Exercise material below:
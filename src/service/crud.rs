//! Generic CRUD over a store session.

use crate::config::ResolvedEntity;
use crate::error::AppError;
use crate::query::QuerySpec;
use crate::service::RequestValidator;
use crate::store::{Row, Session};
use crate::value::Scalar;
use serde_json::{Map, Value};

pub struct CrudService;

impl CrudService {
    /// One page of rows and the total matching the same predicates.
    pub async fn list(
        session: &mut dyn Session,
        entity: &ResolvedEntity,
        spec: &QuerySpec,
    ) -> Result<(Vec<Row>, u64), AppError> {
        let rows = session.fetch_page(entity, spec).await?;
        let total = session.count(entity, spec).await?;
        Ok((rows, total))
    }

    /// Fetch one live row by primary key.
    pub async fn get_one(
        session: &mut dyn Session,
        entity: &ResolvedEntity,
        id: &Scalar,
    ) -> Result<Row, AppError> {
        session
            .find(entity, id, true)
            .await?
            .ok_or_else(|| not_found(entity, id))
    }

    /// Validate against the store rules, then insert. Returns the created row.
    pub async fn create(
        session: &mut dyn Session,
        entity: &ResolvedEntity,
        body: &Map<String, Value>,
    ) -> Result<Row, AppError> {
        RequestValidator::new(&entity.rules_for_store).validate(body)?;
        check_not_null(entity, body, false)?;
        Ok(session.insert(entity, body).await?)
    }

    /// Validate present fields against the update rules, then apply them. Returns the updated row.
    pub async fn update(
        session: &mut dyn Session,
        entity: &ResolvedEntity,
        id: &Scalar,
        body: &Map<String, Value>,
    ) -> Result<Row, AppError> {
        RequestValidator::new(&entity.rules_for_update).validate_partial(body)?;
        check_not_null(entity, body, true)?;
        session
            .update(entity, id, body)
            .await?
            .ok_or_else(|| not_found(entity, id))
    }

    /// Soft delete when the entity declares a soft-delete column, otherwise remove the row.
    pub async fn remove(
        session: &mut dyn Session,
        entity: &ResolvedEntity,
        id: &Scalar,
    ) -> Result<Row, AppError> {
        let removed = if entity.has_soft_delete() {
            session.soft_delete(entity, id).await?
        } else {
            session.delete(entity, id).await?
        };
        removed.ok_or_else(|| not_found(entity, id))
    }

    /// Parse a path id by the primary key's kind.
    pub fn parse_id(entity: &ResolvedEntity, raw: &str) -> Result<Scalar, AppError> {
        Scalar::parse(entity.pk().kind, raw)
            .map_err(|_| AppError::Validation(format!("invalid {} '{}'", entity.pk_column, raw)))
    }
}

/// NOT NULL columns without a default must be given on insert and never set to null.
fn check_not_null(entity: &ResolvedEntity, body: &Map<String, Value>, partial: bool) -> Result<(), AppError> {
    for c in entity.columns.iter().filter(|c| !c.nullable && !c.has_default) {
        match body.get(&c.name) {
            Some(Value::Null) => return Err(AppError::Validation(format!("{} cannot be null", c.name))),
            None if !partial => return Err(AppError::Validation(format!("{} is required", c.name))),
            _ => {}
        }
    }
    Ok(())
}

fn not_found(entity: &ResolvedEntity, id: &Scalar) -> AppError {
    AppError::NotFound(format!(
        "{} {} not found",
        entity.name,
        id.to_text().unwrap_or_default()
    ))
}
//! Entity handlers: adapt axum extractors to the proxy-shaped controller.

use crate::controller;
use crate::request::ApiRequest;
use crate::response::ApiResponse;
use crate::state::AppState;
use axum::{
    body::Bytes,
    extract::{Path, Query, State},
    http::HeaderMap,
};
use serde_json::Value;
use std::collections::HashMap;

fn api_request(
    params: HashMap<String, String>,
    headers: &HeaderMap,
    id: Option<&str>,
    body: Option<Bytes>,
) -> ApiRequest {
    let headers: HashMap<String, String> = headers
        .iter()
        .filter_map(|(k, v)| v.to_str().ok().map(|v| (k.as_str().to_string(), v.to_string())))
        .collect();
    let mut req = ApiRequest::default().with_query(params).with_headers(headers);
    if let Some(id) = id {
        req = req.with_path_param("id", id);
    }
    if let Some(body) = body.filter(|b| !b.is_empty()) {
        req = req.with_body(Value::String(String::from_utf8_lossy(&body).into_owned()));
    }
    req
}

pub async fn index(
    State(state): State<AppState>,
    Path(path_segment): Path<String>,
    Query(params): Query<HashMap<String, String>>,
    headers: HeaderMap,
) -> ApiResponse {
    let req = api_request(params, &headers, None, None);
    controller::index(&state, &path_segment, &req).await
}

pub async fn export(
    State(state): State<AppState>,
    Path(path_segment): Path<String>,
    Query(params): Query<HashMap<String, String>>,
    headers: HeaderMap,
) -> ApiResponse {
    let req = api_request(params, &headers, None, None);
    controller::export(&state, &path_segment, &req).await
}

pub async fn store(
    State(state): State<AppState>,
    Path(path_segment): Path<String>,
    Query(params): Query<HashMap<String, String>>,
    headers: HeaderMap,
    body: Bytes,
) -> ApiResponse {
    let req = api_request(params, &headers, None, Some(body));
    controller::store(&state, &path_segment, &req).await
}

pub async fn find(
    State(state): State<AppState>,
    Path((path_segment, id)): Path<(String, String)>,
    Query(params): Query<HashMap<String, String>>,
    headers: HeaderMap,
) -> ApiResponse {
    let req = api_request(params, &headers, Some(&id), None);
    controller::find(&state, &path_segment, &req).await
}

pub async fn update(
    State(state): State<AppState>,
    Path((path_segment, id)): Path<(String, String)>,
    Query(params): Query<HashMap<String, String>>,
    headers: HeaderMap,
    body: Bytes,
) -> ApiResponse {
    let req = api_request(params, &headers, Some(&id), Some(body));
    controller::update(&state, &path_segment, &req).await
}

pub async fn delete(
    State(state): State<AppState>,
    Path((path_segment, id)): Path<(String, String)>,
    Query(params): Query<HashMap<String, String>>,
    headers: HeaderMap,
) -> ApiResponse {
    let req = api_request(params, &headers, Some(&id), None);
    controller::delete(&state, &path_segment, &req).await
}

#[cfg(test)]
mod tests {
    use super::*;
    use axum::http::HeaderValue;

    #[test]
    fn builds_proxy_request_from_parts() {
        let mut headers = HeaderMap::new();
        headers.insert("er-company-request", HeaderValue::from_static("acme"));
        let params = HashMap::from([("page".to_string(), "2".to_string())]);
        let req = api_request(params, &headers, Some("5"), Some(Bytes::from_static(b"{\"vin\":\"A\"}")));
        assert_eq!(req.query().get("page").map(String::as_str), Some("2"));
        assert_eq!(req.header("ER-Company-Request"), Some("acme"));
        assert_eq!(req.path_param("id"), Some("5"));
        assert_eq!(req.body_object().unwrap()["vin"], "A");
    }

    #[test]
    fn empty_body_is_absent() {
        let req = api_request(HashMap::new(), &HeaderMap::new(), None, Some(Bytes::new()));
        assert!(req.body.is_none());
    }
}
End of Exercise material.
Output each entry exactly. Leave none out.

filename src/service/crud.rs
//! Generic CRUD over a store session.

use crate::config::ResolvedEntity;
use crate::error::AppError;
use crate::query::QuerySpec;
use crate::service::RequestValidator;
use crate::store::{Row, Session};
use crate::value::Scalar;
use serde_json::{Map, Value};

pub struct CrudService;

impl CrudService {
    /// One page of rows and the total matching the same predicates.
    pub async fn list(
        session: &mut dyn Session,
        entity: &ResolvedEntity,
        spec: &QuerySpec,
    ) -> Result<(Vec<Row>, u64), AppError> {
        let rows = session.fetch_page(entity, spec).await?;
        let total = session.count(entity, spec).await?;
        Ok((rows, total))
    }

    /// Fetch one live row by primary key.
    pub async fn get_one(
        session: &mut dyn Session,
        entity: &ResolvedEntity,
        id: &Scalar,
    ) -> Result<Row, AppError> {
        session
            .find(entity, id, true)
            .await?
            .ok_or_else(|| not_found(entity, id))
    }

    /// Validate against the store rules, then insert. Returns the created row.
    pub async fn create(
        session: &mut dyn Session,
        entity: &ResolvedEntity,
        body: &Map<String, Value>,
    ) -> Result<Row, AppError> {
        RequestValidator::new(&entity.rules_for_store).validate(body)?;
        check_not_null(entity, body, false)?;
        Ok(session.insert(entity, body).await?)
    }

    /// Validate present fields against the update rules, then apply them. Returns the updated row.
    pub async fn update(
        session: &mut dyn Session,
        entity: &ResolvedEntity,
        id: &Scalar,
        body: &Map<String, Value>,
    ) -> Result<Row, AppError> {
        RequestValidator::new(&entity.rules_for_update).validate_partial(body)?;
        check_not_null(entity, body, true)?;
        session
            .update(entity, id, body)
            .await?
            .ok_or_else(|| not_found(entity, id))
    }

    /// Soft delete when the entity declares a soft-delete column, otherwise remove the row.
    pub async fn remove(
        session: &mut dyn Session,
        entity: &ResolvedEntity,
        id: &Scalar,
    ) -> Result<Row, AppError> {
        let removed = if entity.has_soft_delete() {
            session.soft_delete(entity, id).await?
        } else {
            session.delete(entity, id).await?
        };
        removed.ok_or_else(|| not_found(entity, id))
    }

    /// Parse a path id by the primary key's kind.
    pub fn parse_id(entity: &ResolvedEntity, raw: &str) -> Result<Scalar, AppError> {
        Scalar::parse(entity.pk().kind, raw)
            .map_err(|_| AppError::Validation(format!("invalid {} '{}'", entity.pk_column, raw)))
    }
}

/// NOT NULL columns without a default must be given on insert and never set to null.
fn check_not_null(entity: &ResolvedEntity, body: &Map<String, Value>, partial: bool) -> Result<(), AppError> {
    for c in entity.columns.iter().filter(|c| !c.nullable && !c.has_default) {
        match body.get(&c.name) {
            Some(Value::Null) => return Err(AppError::Validation(format!("{} cannot be null", c.name))),
            None if !partial => return Err(AppError::Validation(format!("{} is required", c.name))),
            _ => {}
        }
    }
    Ok(())
}

fn not_found(entity: &ResolvedEntity, id: &Scalar) -> AppError {
    AppError::NotFound(format!(
        "{} {} not found",
        entity.name,
        id.to_text().unwrap_or_default()
    ))
}
//! Entity handlers: adapt axum extractors to the proxy-shaped controller.

use crate::controller;
use crate::request::ApiRequest;
use crate::response::ApiResponse;
use crate::state::AppState;
use axum::{
    body::Bytes,
    extract::{Path, Query, State},
    http::HeaderMap,
};
use serde_json::Value;
use std::collections::HashMap;

fn api_request(
    params: HashMap<String, String>,
    headers: &HeaderMap,
    id: Option<&str>,
    body: Option<Bytes>,
) -> ApiRequest {
    let headers: HashMap<String, String> = headers
        .iter()
        .filter_map(|(k, v)| v.to_str().ok().map(|v| (k.as_str().to_string(), v.to_string())))
        .collect();
    let mut req = ApiRequest::default().with_query(params).with_headers(headers);
    if let Some(id) = id {
        req = req.with_path_param("id", id);
    }
    if let Some(body) = body.filter(|b| !b.is_empty()) {
        req = req.with_body(Value::String(String::from_utf8_lossy(&body).into_owned()));
    }
    req
}

pub async fn index(
    State(state): State<AppState>,
    Path(path_segment): Path<String>,
    Query(params): Query<HashMap<String, String>>,
    headers: HeaderMap,
) -> ApiResponse {
    let req = api_request(params, &headers, None, None);
    controller::index(&state, &path_segment, &req).await
}

pub async fn export(
    State(state): State<AppState>,
    Path(path_segment): Path<String>,
    Query(params): Query<HashMap<String, String>>,
    headers: HeaderMap,
) -> ApiResponse {
    let req = api_request(params, &headers, None, None);
    controller::export(&state, &path_segment, &req).await
}

pub async fn store(
    State(state): State<AppState>,
    Path(path_segment): Path<String>,
    Query(params): Query<HashMap<String, String>>,
    headers: HeaderMap,
    body: Bytes,
) -> ApiResponse {
    let req = api_request(params, &headers, None, Some(body));
    controller::store(&state, &path_segment, &req).await
}

pub async fn find(
    State(state): State<AppState>,
    Path((path_segment, id)): Path<(String, String)>,
    Query(params): Query<HashMap<String, String>>,
    headers: HeaderMap,
) -> ApiResponse {
    let req = api_request(params, &headers, Some(&id), None);
    controller::find(&state, &path_segment, &req).await
}

pub async fn update(
    State(state): State<AppState>,
    Path((path_segment, id)): Path<(String, String)>,
    Query(params): Query<HashMap<String, String>>,
    headers: HeaderMap,
    body: Bytes,
) -> ApiResponse {
    let req = api_request(params, &headers, Some(&id), Some(body));
    controller::update(&state, &path_segment, &req).await
}

pub async fn delete(
    State(state): State<AppState>,
    Path((path_segment, id)): Path<(String, String)>,
    Query(params): Query<HashMap<String, String>>,
    headers: HeaderMap,
) -> ApiResponse {
    let req = api_request(params, &headers, Some(&id), None);
    controller::delete(&state, &path_segment, &req).await
}

#[cfg(test)]
mod tests {
    use super::*;
    use axum::http::HeaderValue;

    #[test]
    fn builds_proxy_request_from_parts() {
        let mut headers = HeaderMap::new();
        headers.insert("er-company-request", HeaderValue::from_static("acme"));
        let params = HashMap::from([("page".to_string(), "2".to_string())]);
        let req = api_request(params, &headers, Some("5"), Some(Bytes::from_static(b"{\"vin\":\"A\"}")));
        assert_eq!(req.query().get("page").map(String::as_str), Some("2"));
        assert_eq!(req.header("ER-Company-Request"), Some("acme"));
        assert_eq!(req.path_param("id"), Some("5"));
        assert_eq!(req.body_object().unwrap()["vin"], "A");
    }

    #[test]
    fn empty_body_is_absent() {
        let req = api_request(HashMap::new(), &HeaderMap::new(), None, Some(Bytes::new()));
        assert!(req.body.is_none());
    }
}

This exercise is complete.